(Working data Opens)
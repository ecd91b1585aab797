use crate::RelayService;
use axum::extract::ws::{Message, WebSocket};
use axum::extract::{Path, State, WebSocketUpgrade};
use axum::http::StatusCode;
use axum::response::{IntoResponse, Response};
use futures::{SinkExt, StreamExt};
use relaycast_core::{Role, StreamId};
use tokio::sync::mpsc;
use tracing::{info, warn};

#[derive(Debug, Clone, Copy)]
enum Endpoint {
    Multiplexed(Role),
    Legacy,
}

/// `/signal/{stream_id}/{role}`
pub async fn ws_handler(
    ws: WebSocketUpgrade,
    Path((stream_id, role)): Path<(String, String)>,
    State(service): State<RelayService>,
) -> Response {
    let role = match role.parse::<Role>() {
        Ok(role) => role,
        Err(e) => {
            warn!("Rejecting connection to stream '{}': {}", stream_id, e);
            return (StatusCode::BAD_REQUEST, e.to_string()).into_response();
        }
    };
    let stream_id = StreamId::from(stream_id);

    ws.on_upgrade(move |socket| handle_socket(socket, stream_id, Endpoint::Multiplexed(role), service))
}

/// `/signal/{stream_id}`, the single-viewer protocol.
pub async fn legacy_ws_handler(
    ws: WebSocketUpgrade,
    Path(stream_id): Path<String>,
    State(service): State<RelayService>,
) -> impl IntoResponse {
    let stream_id = StreamId::from(stream_id);

    ws.on_upgrade(move |socket| handle_socket(socket, stream_id, Endpoint::Legacy, service))
}

async fn handle_socket(
    socket: WebSocket,
    stream_id: StreamId,
    endpoint: Endpoint,
    service: RelayService,
) {
    let (mut sender, mut receiver) = socket.split();
    let (tx, mut rx) = mpsc::unbounded_channel();

    let conn = match endpoint {
        Endpoint::Multiplexed(role) => service.connect(&stream_id, role, tx),
        Endpoint::Legacy => service.connect_legacy(&stream_id, tx),
    };

    let mut send_task = tokio::spawn(async move {
        while let Some(msg) = rx.recv().await {
            if sender.send(msg).await.is_err() {
                break;
            }
        }
    });

    let mut recv_task = tokio::spawn({
        let service = service.clone();
        let stream_id = stream_id.clone();

        async move {
            while let Some(Ok(msg)) = receiver.next().await {
                match msg {
                    Message::Text(text) => match endpoint {
                        Endpoint::Multiplexed(role) => {
                            service.forward(&stream_id, role, conn, text.as_str())
                        }
                        Endpoint::Legacy => service.forward_legacy(&stream_id, conn, text.as_str()),
                    },
                    Message::Close(_) => break,
                    _ => {}
                }
            }
        }
    });

    tokio::select! {
        _ = (&mut send_task) => recv_task.abort(),
        _ = (&mut recv_task) => send_task.abort(),
    };

    match endpoint {
        Endpoint::Multiplexed(_) => service.disconnect(&stream_id, conn),
        Endpoint::Legacy => service.disconnect_legacy(&stream_id, conn),
    }
    info!("[{}] WebSocket disconnected: {}", stream_id, conn);
}
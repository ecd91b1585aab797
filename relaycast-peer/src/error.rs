use thiserror::Error;

/// Failures opening or using the relay link.
#[derive(Debug, Error)]
pub enum LinkError {
    #[error("failed to connect to relay {url}: {reason}")]
    Connect { url: String, reason: String },
}

/// Failures obtaining local media. Fatal for a broadcaster run.
#[derive(Debug, Clone, Error)]
pub enum MediaError {
    #[error("local media unavailable: {0}")]
    Unavailable(String),

    #[error("media access denied: {0}")]
    Denied(String),
}

#[derive(Debug, Error)]
pub enum CoordinatorError {
    #[error("coordinator is closed")]
    Closed,
}
use relaycast_core::SignalingState;
use relaycast_peer::StatusEvent;
use relaycast_peer::negotiation::{ConnectionState, NegotiationEvent};
use serde_json::json;
use std::time::Duration;

use crate::integration::{TestRig, init_tracing, test_config};
use crate::utils::RecordingSink;

#[tokio::test]
async fn test_events_from_replaced_session_are_ignored() {
    init_tracing();

    let mut rig = TestRig::new();
    let handle = rig.viewer(test_config(), RecordingSink::new());
    let relay = rig.next_connection().await;
    let old_key = rig.negotiators.keys()[0];

    relay.close(1001);
    let mut relay = rig.next_connection().await;
    assert_eq!(relay.next_json().await, json!({"type": "viewer-joined"}));
    assert_eq!(rig.negotiators.keys().len(), 2);

    rig.negotiators
        .emit(NegotiationEvent::StateChanged(old_key, ConnectionState::Failed))
        .await;
    tokio::time::sleep(Duration::from_millis(100)).await;

    assert_eq!(
        rig.observer
            .count(|e| matches!(e, StatusEvent::SessionFailed { .. })),
        0
    );
    let stats = handle.stats().await.unwrap();
    assert_eq!(stats.signaling_state, Some(SignalingState::Stable));

    // The fresh session still negotiates normally.
    relay.push(json!({"type": "offer", "sdp": "o2", "viewerId": 1}));
    let answer = relay.next_of_type("answer").await;
    assert_eq!(answer["sdp"], "answer-to-o2");

    handle.close().await;
}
(Working data Closes)
◆ **Exercise instructions**
Search the data above for the word "NegotiationEvent" and show every line that has it.

◆ **Exercise result**
use relaycast_peer::negotiation::{ConnectionState, NegotiationEvent};
        .emit(NegotiationEvent::StateChanged(old_key, ConnectionState::Failed))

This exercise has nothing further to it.